Work required – In the entries, find all lines that hold the word "when" and copy them.

Content starts

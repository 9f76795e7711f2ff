//! Retry policy for the connect loop
//!
//! Every attempt ends in an [`AttemptOutcome`]. The loop never inspects error
//! variants itself; [`classify`] is the only place that decides.

use crate::{Error, ErrorClass, Result};
use std::time::Duration;
use tokio::time::Instant;

/// First backoff delay
pub const INITIAL_BACKOFF: Duration = Duration::from_millis(100);

/// Backoff ceiling
pub const MAX_BACKOFF: Duration = Duration::from_secs(10);

/// Result of one connect-and-ping attempt
#[derive(Debug)]
pub enum AttemptOutcome<T> {
    /// Attempt produced a usable connection
    Success(T),
    /// Transient failure; try again within the budget
    Retry(Error),
    /// Failure that ends the loop
    Abort(Error),
}

/// Classify the result of one attempt
pub fn classify<T>(result: Result<T>) -> AttemptOutcome<T> {
    match result {
        Ok(value) => AttemptOutcome::Success(value),
        Err(err) if err.class() == ErrorClass::Canceled => AttemptOutcome::Abort(err),
        Err(err) if err.is_retryable() => AttemptOutcome::Retry(err),
        Err(err) => AttemptOutcome::Abort(err),
    }
}

/// Exponential backoff bounded by a total budget
#[derive(Debug, Clone)]
pub struct RetryBudget {
    deadline: Instant,
    timeout: Duration,
    next_delay: Duration,
}

impl RetryBudget {
    /// Budget of `timeout` starting now
    pub fn new(timeout: Duration) -> Self {
        Self {
            deadline: Instant::now() + timeout,
            timeout,
            next_delay: INITIAL_BACKOFF,
        }
    }

    /// Configured total budget
    pub fn timeout(&self) -> Duration {
        self.timeout
    }

    /// Time left before the deadline
    pub fn remaining(&self) -> Duration {
        self.deadline.saturating_duration_since(Instant::now())
    }

    /// Whether the budget is used up
    pub fn is_exhausted(&self) -> bool {
        self.remaining().is_zero()
    }

    /// Next sleep, doubled each call, capped at [`MAX_BACKOFF`] and the remaining budget
    ///
    /// Returns `None` once nothing is left to wait for.
    pub fn next_backoff(&mut self) -> Option<Duration> {
        let remaining = self.remaining();
        if remaining.is_zero() {
            return None;
        }
        let delay = self.next_delay.min(remaining);
        self.next_delay = (self.next_delay * 2).min(MAX_BACKOFF);
        Some(delay)
    }
}
async fn read_json<T: serde::de::DeserializeOwned>(response: reqwest::Response) -> Result<T> {
    let status = response.status();
    let body = response.text().await.map_err(transport_error)?;
    if !status.is_success() {
        let message = serde_json::from_str::<GoogleErrorBody>(&body)
            .map(|b| b.error.message)
            .unwrap_or(body);
        return Err(Error::Cloud {
            code: status.as_u16(),
            message,
        });
    }
    serde_json::from_str(&body)
        .map_err(|e| Error::Protocol(format!("unexpected Cloud SQL Admin API response: {}", e)))
}

fn transport_error(e: reqwest::Error) -> Error {
    Error::Io(std::io::Error::new(
        std::io::ErrorKind::Other,
        format!("Cloud SQL Admin API request failed: {}", e),
    ))
}

fn parse_certs(pem: &str, what: &str) -> Result<Vec<CertificateDer<'static>>> {
    let certs = rustls_pemfile::certs(&mut pem.as_bytes())
        .collect::<std::result::Result<Vec<_>, _>>()
        .map_err(|e| Error::Protocol(format!("malformed {}: {}", what, e)))?;
    if certs.is_empty() {
        return Err(Error::Protocol(format!("no {} in API response", what)));
    }
    Ok(certs)
}

/// Verifies the chain against the instance CA; the certificate names the
/// instance rather than a host, so the server name is not checked.
#[derive(Debug)]
struct InstanceVerifier {
    roots: Arc<RootCertStore>,
    provider: Arc<CryptoProvider>,
}

impl ServerCertVerifier for InstanceVerifier {
    fn verify_server_cert(
        &self,
        end_entity: &CertificateDer<'_>,
        intermediates: &[CertificateDer<'_>],
        _server_name: &ServerName<'_>,
        _ocsp_response: &[u8],
        now: UnixTime,
    ) -> std::result::Result<ServerCertVerified, rustls::Error> {
        let cert = ParsedCertificate::try_from(end_entity)?;
        verify_server_cert_signed_by_trust_anchor(
            &cert,
            &self.roots,
            intermediates,
            now,
            self.provider.signature_verification_algorithms.all,
        )?;
        Ok(ServerCertVerified::assertion())
    }

    fn verify_tls12_signature(
        &self,
        message: &[u8],
        cert: &CertificateDer<'_>,
        dss: &DigitallySignedStruct,
    ) -> std::result::Result<HandshakeSignatureValid, rustls::Error> {
        verify_tls12_signature(message, cert, dss, &self.provider.signature_verification_algorithms)
    }

    fn verify_tls13_signature(
        &self,
        message: &[u8],
        cert: &CertificateDer<'_>,
        dss: &DigitallySignedStruct,
    ) -> std::result::Result<HandshakeSignatureValid, rustls::Error> {
        verify_tls13_signature(message, cert, dss, &self.provider.signature_verification_algorithms)
    }

    fn supported_verify_schemes(&self) -> Vec<SignatureScheme> {
        self.provider.signature_verification_algorithms.supported_schemes()
    }
}
//! Connection state machine

use crate::{Error, Result};

/// Connection state
#[derive(Debug, Clone, Copy, PartialEq, Eq)]
pub enum ConnectionState {
    /// Initial state (greeting not yet read)
    Initial,

    /// TLS negotiation in progress (SSL request sent, handshake pending)
    NegotiatingTls,

    /// Handshake response sent, waiting for the server verdict
    Authenticating,

    /// Idle (ready for a command)
    Idle,

    /// Command sent, reading the reply
    QueryInProgress,

    /// Closed
    Closed,
}

impl ConnectionState {
    /// Check if transition is valid
    pub fn can_transition_to(&self, next: ConnectionState) -> bool {
        use ConnectionState::*;

        matches!(
            (self, next),
            (Initial, NegotiatingTls)
                | (Initial, Authenticating)
                | (NegotiatingTls, Authenticating)
                | (Authenticating, Idle)
                | (Idle, QueryInProgress)
                | (QueryInProgress, Idle)
                | (_, Closed)
        )
    }

    /// Transition to new state
    pub fn transition(&mut self, next: ConnectionState) -> Result<()> {
        if !self.can_transition_to(next) {
            return Err(Error::InvalidState {
                expected: format!("valid transition from {:?}", self),
                actual: format!("{:?}", next),
            });
        }
        *self = next;
        Ok(())
    }
}

impl std::fmt::Display for ConnectionState {
    fn fmt(&self, f: &mut std::fmt::Formatter<'_>) -> std::fmt::Result {
        match self {
            Self::Initial => write!(f, "initial"),
            Self::NegotiatingTls => write!(f, "negotiating_tls"),
            Self::Authenticating => write!(f, "authenticating"),
            Self::Idle => write!(f, "idle"),
            Self::QueryInProgress => write!(f, "query_in_progress"),
            Self::Closed => write!(f, "closed"),
        }
    }
}
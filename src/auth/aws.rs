//! AWS RDS IAM authentication
//!
//! Loads base credentials (static keys, named profile, or the default chain),
//! optionally assumes a role through STS, and signs an RDS auth token for the
//! target `host:port` and database user. The token is used as a cleartext
//! password and is valid for 15 minutes.

use crate::config::{AwsConfig, Endpoint};
use crate::{Error, Result};
use aws_config::sts::AssumeRoleProvider;
use aws_config::{BehaviorVersion, Region, SdkConfig};
use aws_sdk_rds::auth_token::{AuthTokenGenerator, Config as AuthTokenConfig};
use aws_sdk_rds::config::Credentials;

const PROVIDER: &str = "aws";

/// STS session name used when assuming `role_arn`
pub const ASSUME_ROLE_SESSION_NAME: &str = "mysql-broker";

/// Sign an RDS IAM auth token for `username` at `endpoint`
pub async fn generate_auth_token(
    aws: &AwsConfig,
    endpoint: &Endpoint,
    username: &str,
) -> Result<String> {
    let (host, port) = match endpoint {
        Endpoint::Tcp { host, port } => (host.as_str(), *port),
        other => {
            return Err(Error::Config(format!(
                "AWS RDS IAM authentication needs a TCP endpoint, got {}",
                other
            )))
        }
    };

    let sdk_config = load_sdk_config(aws).await?;
    let region = sdk_config
        .region()
        .cloned()
        .ok_or_else(|| Error::auth(PROVIDER, "no AWS region configured or discoverable"))?;

    let token_config = AuthTokenConfig::builder()
        .hostname(host)
        .port(port as u64)
        .username(username)
        .region(region)
        .build()
        .map_err(|e| Error::auth(PROVIDER, format!("invalid auth token request: {}", e)))?;

    let token = AuthTokenGenerator::new(token_config)
        .auth_token(&sdk_config)
        .await
        .map_err(|e| Error::auth(PROVIDER, format!("failed to sign RDS auth token: {}", e)))?;

    tracing::debug!(host = %host, port, user = %username, "signed RDS IAM auth token");
    Ok(token.as_str().to_string())
}

/// Base SDK configuration, wrapped with an STS AssumeRole provider when `role_arn` is set
pub async fn load_sdk_config(aws: &AwsConfig) -> Result<SdkConfig> {
    let base = base_loader(aws).load().await;

    let Some(role_arn) = aws.role_arn.as_deref().filter(|r| !r.is_empty()) else {
        return Ok(base);
    };

    let region = base.region().cloned();
    let mut assume_role = AssumeRoleProvider::builder(role_arn)
        .session_name(ASSUME_ROLE_SESSION_NAME)
        .configure(&base);
    if let Some(region) = &region {
        assume_role = assume_role.region(region.clone());
    }
    let provider = assume_role.build().await;

    tracing::debug!(role_arn = %role_arn, "assuming AWS role for RDS IAM auth");

    let mut loader = aws_config::defaults(BehaviorVersion::latest()).credentials_provider(provider);
    if let Some(region) = region {
        loader = loader.region(region);
    }
    Ok(loader.load().await)
}

fn base_loader(aws: &AwsConfig) -> aws_config::ConfigLoader {
    let mut loader = aws_config::defaults(BehaviorVersion::latest());

    if let Some(region) = non_empty(&aws.region) {
        loader = loader.region(Region::new(region.to_string()));
    }
    if let Some(profile) = non_empty(&aws.profile) {
        loader = loader.profile_name(profile);
    }
    if let (Some(access_key), Some(secret_key)) = (non_empty(&aws.access_key), non_empty(&aws.secret_key)) {
        let creds = Credentials::new(access_key, secret_key, None, None, "mysql-broker-static");
        loader = loader.credentials_provider(creds);
    }

    loader
}

fn non_empty(value: &Option<String>) -> Option<&str> {
    value.as_deref().filter(|v| !v.is_empty())
}
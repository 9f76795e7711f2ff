//! Caller-facing connection pieces
//!
//! * [`ConnectOptions`]: options assembled for one connect, rendered as a masked DSN
//! * [`ConnectionRecord`]: the cached handle with version and flavor predicates

pub mod connection_string;
mod record;

pub use connection_string::ConnectOptions;
pub use record::{ConnectionRecord, Flavor};
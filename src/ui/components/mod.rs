//! Reusable widgets the tabs are assembled from.

pub mod logs_dialog;
pub mod notice;
pub mod scrollbar_helper;
pub mod table_panel;
pub mod text_input;
pub mod text_panel;
pub mod wizard_view;

pub use notice::{Notice, NoticeLevel};
pub use table_panel::TablePanel;
pub use text_input::{InputEvent, TextInput};
pub use text_panel::TextPanel;
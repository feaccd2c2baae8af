//! Scrollbar helper utilities for components with scrollable content.
//!
//! Shared by the table and text panels so both draw the same scrollbar.

use ratatui::{
    layout::Rect,
    style::{Color, Style},
    widgets::{Scrollbar, ScrollbarOrientation, ScrollbarState},
    Frame,
};

/// Scrollbar state plus the layout rule deciding when it is drawn.
#[derive(Debug, Clone)]
pub struct ScrollbarHelper {
    state: ScrollbarState,
}

impl Default for ScrollbarHelper {
    fn default() -> Self {
        Self::new()
    }
}

impl ScrollbarHelper {
    pub fn new() -> Self {
        Self {
            state: ScrollbarState::new(0),
        }
    }

    /// Update the scrollbar state with current content information.
    pub fn update_state(&mut self, total_items: usize, current_position: usize, viewport_height: usize) {
        self.state = self
            .state
            .content_length(total_items)
            .position(current_position)
            .viewport_content_length(viewport_height);
    }

    /// Content taller than the space inside the borders.
    pub fn needs_scrollbar(total_items: usize, available_height: usize) -> bool {
        total_items > available_height
    }

    /// Areas for the content and, when needed, the scrollbar.
    ///
    /// `reserved_rows` are rows inside the borders not used by items (a table header).
    pub fn calculate_areas(rect: Rect, total_items: usize, reserved_rows: u16) -> (Rect, Option<Rect>) {
        let available_height = rect.height.saturating_sub(2 + reserved_rows) as usize;

        if Self::needs_scrollbar(total_items, available_height) {
            let content_area = Rect {
                width: rect.width.saturating_sub(1), // Reserve 1 column for scrollbar
                ..rect
            };
            let scrollbar_area = Rect {
                x: rect.x + rect.width.saturating_sub(1),
                y: rect.y + 1, // Start below top border
                width: 1,
                height: rect.height.saturating_sub(2), // Exclude top and bottom borders
            };
            (content_area, Some(scrollbar_area))
        } else {
            (rect, None)
        }
    }

    pub fn render(&mut self, f: &mut Frame, scrollbar_area: Option<Rect>) {
        if let Some(area) = scrollbar_area {
            let scrollbar = Scrollbar::new(ScrollbarOrientation::VerticalRight)
                .begin_symbol(Some("↑"))
                .end_symbol(Some("↓"))
                .track_symbol(Some("│"))
                .thumb_symbol("█")
                .style(Style::default().fg(Color::DarkGray))
                .thumb_style(Style::default().fg(Color::DarkGray));

            f.render_stateful_widget(scrollbar, area, &mut self.state);
        }
    }
}
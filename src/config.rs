//! Configuration management for helmtui
//!
//! This module handles loading, parsing, and validation of configuration files.

use crate::constants::{
    CONFIG_GENERATED, DEFAULT_CATALOG_LIMIT, DEFAULT_CATALOG_URL, DEFAULT_DEBOUNCE_MS, DEFAULT_EDITOR,
    DEFAULT_HELM_BINARY, DEFAULT_TICK_RATE_MS, EDITOR_ENV_VAR, MAX_CATALOG_LIMIT, MAX_DEBOUNCE_MS,
};
use anyhow::{Context, Result};
use serde::{Deserialize, Serialize};
use std::path::{Path, PathBuf};
use std::time::Duration;

/// Main configuration structure
#[derive(Debug, Clone, Serialize, Deserialize, Default)]
#[serde(default)]
pub struct Config {
    pub helm: HelmConfig,
    pub ui: UiConfig,
    pub editor: EditorConfig,
    pub catalog: CatalogConfig,
    pub logging: LoggingConfig,
}

/// Helm binary configuration
#[derive(Debug, Clone, Serialize, Deserialize)]
#[serde(default)]
pub struct HelmConfig {
    /// Program used for every helm invocation
    pub binary: String,
}

/// UI configuration
#[derive(Debug, Clone, Serialize, Deserialize)]
#[serde(default)]
pub struct UiConfig {
    /// Quiet interval in milliseconds before suggestions are fetched
    pub debounce_ms: u64,
    /// Event loop tick in milliseconds
    pub tick_rate_ms: u64,
}

/// External editor configuration
#[derive(Debug, Clone, Serialize, Deserialize)]
#[serde(default)]
pub struct EditorConfig {
    /// Editor used when $EDITOR is not set
    pub fallback: String,
}

/// Artifact Hub configuration
#[derive(Debug, Clone, Serialize, Deserialize)]
#[serde(default)]
pub struct CatalogConfig {
    pub base_url: String,
    /// Results per search
    pub limit: u32,
}

/// Logging configuration
#[derive(Debug, Clone, Serialize, Deserialize, Default)]
#[serde(default)]
pub struct LoggingConfig {
    /// Write logs to debug.log in the working directory
    pub enabled: bool,
}

impl Default for HelmConfig {
    fn default() -> Self {
        Self {
            binary: DEFAULT_HELM_BINARY.to_string(),
        }
    }
}

impl Default for UiConfig {
    fn default() -> Self {
        Self {
            debounce_ms: DEFAULT_DEBOUNCE_MS,
            tick_rate_ms: DEFAULT_TICK_RATE_MS,
        }
    }
}

impl Default for EditorConfig {
    fn default() -> Self {
        Self {
            fallback: DEFAULT_EDITOR.to_string(),
        }
    }
}

impl Default for CatalogConfig {
    fn default() -> Self {
        Self {
            base_url: DEFAULT_CATALOG_URL.to_string(),
            limit: DEFAULT_CATALOG_LIMIT,
        }
    }
}

impl UiConfig {
    pub fn debounce(&self) -> Duration {
        Duration::from_millis(self.debounce_ms)
    }

    pub fn tick_rate(&self) -> Duration {
        Duration::from_millis(self.tick_rate_ms)
    }
}

impl EditorConfig {
    /// `$EDITOR` when set and non-empty, otherwise the fallback
    pub fn command(&self) -> String {
        match std::env::var(EDITOR_ENV_VAR) {
            Ok(editor) if !editor.trim().is_empty() => editor,
            _ => self.fallback.clone(),
        }
    }
}

impl Config {
    /// Load configuration from file or return defaults
    pub fn load() -> Result<Self> {
        let config_path = Self::find_config_file()?;

        if let Some(path) = config_path {
            Self::load_from_file(&path)
        } else {
            Ok(Self::default())
        }
    }

    /// Load configuration from a specific file
    pub fn load_from_file<P: AsRef<Path>>(path: P) -> Result<Self> {
        let content = std::fs::read_to_string(&path)
            .with_context(|| format!("Failed to read config file: {}", path.as_ref().display()))?;

        let config: Config = toml::from_str(&content)
            .with_context(|| format!("Failed to parse config file: {}", path.as_ref().display()))?;

        config.validate()?;
        Ok(config)
    }

    /// Find configuration file in order of precedence
    fn find_config_file() -> Result<Option<PathBuf>> {
        // 1. Check current directory
        let current_dir_config = PathBuf::from("helmtui.toml");
        if current_dir_config.exists() {
            return Ok(Some(current_dir_config));
        }

        // 2. Check XDG config directory
        if let Some(config_dir) = dirs::config_dir() {
            let xdg_config = config_dir.join("helmtui").join("config.toml");
            if xdg_config.exists() {
                return Ok(Some(xdg_config));
            }
        }

        Ok(None)
    }

    /// Validate configuration values
    pub fn validate(&self) -> Result<()> {
        if self.helm.binary.trim().is_empty() {
            anyhow::bail!("helm.binary cannot be empty");
        }

        if self.ui.debounce_ms == 0 || self.ui.debounce_ms > MAX_DEBOUNCE_MS {
            anyhow::bail!(
                "debounce_ms must be between 1 and {} milliseconds, got {}",
                MAX_DEBOUNCE_MS,
                self.ui.debounce_ms
            );
        }

        if self.ui.tick_rate_ms == 0 {
            anyhow::bail!("tick_rate_ms must be greater than 0");
        }

        if self.editor.fallback.trim().is_empty() {
            anyhow::bail!("editor.fallback cannot be empty");
        }

        if self.catalog.limit == 0 || self.catalog.limit > MAX_CATALOG_LIMIT {
            anyhow::bail!(
                "catalog.limit must be between 1 and {}, got {}",
                MAX_CATALOG_LIMIT,
                self.catalog.limit
            );
        }

        if !self.catalog.base_url.starts_with("http://") && !self.catalog.base_url.starts_with("https://") {
            anyhow::bail!("Invalid catalog.base_url '{}': expected an http(s) URL", self.catalog.base_url);
        }

        Ok(())
    }

    /// Generate default configuration file
    pub fn generate_default_config<P: AsRef<Path>>(path: P) -> Result<()> {
        let config = Self::default();
        let toml_content = toml::to_string_pretty(&config).context("Failed to serialize default config")?;

        // Add header comment
        let header = format!(
            "# helmtui Configuration File\n# Generated on {}\n\n",
            chrono::Local::now().format("%Y-%m-%d")
        );

        let full_content = header + &toml_content;

        // Ensure the parent directory exists
        if let Some(parent) = path.as_ref().parent() {
            std::fs::create_dir_all(parent)
                .with_context(|| format!("Failed to create config directory: {}", parent.display()))?;
        }

        std::fs::write(&path, full_content)
            .with_context(|| format!("Failed to write config file: {}", path.as_ref().display()))?;

        println!("{}: {}", CONFIG_GENERATED, path.as_ref().display());
        Ok(())
    }

    /// Get the XDG config directory path
    pub fn get_xdg_config_dir() -> Result<PathBuf> {
        dirs::config_dir()
            .ok_or_else(|| anyhow::anyhow!("Could not determine config directory"))
            .map(|dir| dir.join("helmtui"))
    }

    /// Get the default config file path
    pub fn get_default_config_path() -> Result<PathBuf> {
        Ok(Self::get_xdg_config_dir()?.join("config.toml"))
    }
}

Content ends

Reply –
/// STS session name used when assuming `role_arn`
/// Base SDK configuration, wrapped with an STS AssumeRole provider when `role_arn` is set
/// Scrollbar state plus the layout rule deciding when it is drawn.
    /// Areas for the content and, when needed, the scrollbar.
    /// Editor used when $EDITOR is not set
    /// `$EDITOR` when set and non-empty, otherwise the fallback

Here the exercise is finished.